Yeah happy 19th bday to myself. The surprise celebration by my cunning clique and sis really made my day. Who say whn u r feeling the worse theres no way to make it better? Though my appreciation doesnt show much bt i want thm to knw i really hope our friendship will always be there. Speaking of which, unexpected surprise comes with utter disappointment too. Whn i tot wat i wld like to hear will be there, it didnt and nt even close to it. Maybe i'm an extremely hopeful person and i hallucinate. Perhaps while caring abt wat i want, i shld consider that she might nt want it too.
(Thank u amelia, thank you dawn, thank you kristin, thank you priscilla, thank you noelle, and thank you sis ( and andrea?)!)
seems like i still hv no idea wats the best way to comfort myself bt i want to convince myself as long as her another half can give her the best out of everything, i will be more than happy.
Prolly said to b a difficult week i've went thru.
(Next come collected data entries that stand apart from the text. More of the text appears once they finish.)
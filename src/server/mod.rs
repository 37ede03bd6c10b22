//! HTTP-shaped request and response types exchanged with the host container.
//!
//! The dispatcher does not own a socket. A host parses the wire request into
//! a [`Request`], calls the dispatcher, and writes the returned
//! [`HttpResponse`] (or receives it through a [`ResponseSink`]).

pub mod request;
pub mod response;

pub use request::{
    last_field, parse_form_fields, FieldVec, HeaderVec, Part, Request, MAX_INLINE_FIELDS,
    MAX_INLINE_HEADERS,
};
pub use response::{status_reason, HttpResponse, ResponseSink, TEXT_PLAIN_UTF8};
use super::{RenderContext, Renderer};
use crate::server::HttpResponse;
use http::StatusCode;
use serde::Serialize;
use serde_json::Value;
use tracing::debug;

/// Tabular output offered as a CSV download.
#[derive(Debug, Clone, PartialEq, Eq)]
pub struct CsvResult {
    pub status: StatusCode,
    /// Suggested download name; `.csv` is appended when missing
    pub filename: String,
    pub columns: Vec<String>,
    pub rows: Vec<Vec<String>>,
}

impl CsvResult {
    pub fn new(filename: impl Into<String>, columns: Vec<String>, rows: Vec<Vec<String>>) -> Self {
        Self {
            status: StatusCode::OK,
            filename: filename.into(),
            columns,
            rows,
        }
    }

    #[must_use]
    pub fn with_status(mut self, status: StatusCode) -> Self {
        self.status = status;
        self
    }

    /// Build a table from serializable records.
    ///
    /// Columns are the field names of the first record, in serialized (sorted)
    /// order; later records contribute values for those columns only.
    /// Non-object records become a single `value` column.
    pub fn from_records<T: Serialize>(
        filename: impl Into<String>,
        records: &[T],
    ) -> serde_json::Result<Self> {
        let values = records
            .iter()
            .map(serde_json::to_value)
            .collect::<serde_json::Result<Vec<Value>>>()?;
        let columns: Vec<String> = match values.first() {
            Some(Value::Object(first)) => first.keys().cloned().collect(),
            Some(_) => vec!["value".to_string()],
            None => Vec::new(),
        };
        let rows = values
            .iter()
            .map(|value| match value {
                Value::Object(map) => columns
                    .iter()
                    .map(|column| map.get(column).map(cell).unwrap_or_default())
                    .collect(),
                other => vec![cell(other)],
            })
            .collect();
        Ok(Self::new(filename, columns, rows))
    }
}

fn cell(value: &Value) -> String {
    match value {
        Value::Null => String::new(),
        Value::String(s) => s.clone(),
        other => other.to_string(),
    }
}

fn push_field(out: &mut String, field: &str) {
    if field.contains([',', '"', '\r', '\n']) {
        out.push('"');
        out.push_str(&field.replace('"', "\"\""));
        out.push('"');
    } else {
        out.push_str(field);
    }
}

fn push_record<S: AsRef<str>>(out: &mut String, record: &[S]) {
    for (index, field) in record.iter().enumerate() {
        if index > 0 {
            out.push(',');
        }
        push_field(out, field.as_ref());
    }
    out.push_str("\r\n");
}

/// Write a header row (when non-empty) followed by `rows`, RFC 4180 style.
#[must_use]
pub fn write_csv(columns: &[String], rows: &[Vec<String>]) -> String {
    let mut out = String::new();
    if !columns.is_empty() {
        push_record(&mut out, columns);
    }
    for row in rows {
        push_record(&mut out, row);
    }
    out
}

fn attachment_name(filename: &str) -> String {
    let base: String = filename
        .trim()
        .chars()
        .map(|c| if c == '"' || c == '\\' || c.is_control() { '_' } else { c })
        .collect();
    let base = if base.is_empty() { "export".to_string() } else { base };
    if base.to_ascii_lowercase().ends_with(".csv") {
        base
    } else {
        format!("{base}.csv")
    }
}

pub struct CsvRenderer;

impl Renderer for CsvRenderer {
    type Output = CsvResult;

    fn render(&self, output: &CsvResult, ctx: &RenderContext<'_>) -> anyhow::Result<HttpResponse> {
        let body = write_csv(&output.columns, &output.rows);
        let filename = attachment_name(&output.filename);
        debug!(
            path = %ctx.path,
            status = output.status.as_u16(),
            rows = output.rows.len(),
            filename = %filename,
            "CSV result rendered"
        );
        let mut response =
            HttpResponse::with_body(output.status, "text/csv; charset=utf-8", body.into_bytes());
        response.set_header(
            "content-disposition",
            format!("attachment; filename=\"{filename}\""),
        );
        Ok(response)
    }
}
Pple always like to hear the truth, i think i'm an exception. Esp truth tat tears u apart mentally. Esp truth tat comes frm friend who knws u will b affected bt yet telling u abt it without caring abt ur feelings. I believe nthing will b able to compensate wat i'm feeling nw, at least nt for the time being.
I hate IS! Esp whn theres tons of things to rephrase n add-on. However it must really be done soon. Sch left with two wks makes me sad, how i wish its another two yrs for the 1st time. I dun see any motivation to start studying, maybe my real intention is to retain for non-academic agenda. Econs hist maths mock paper oh great! I'm ready! not.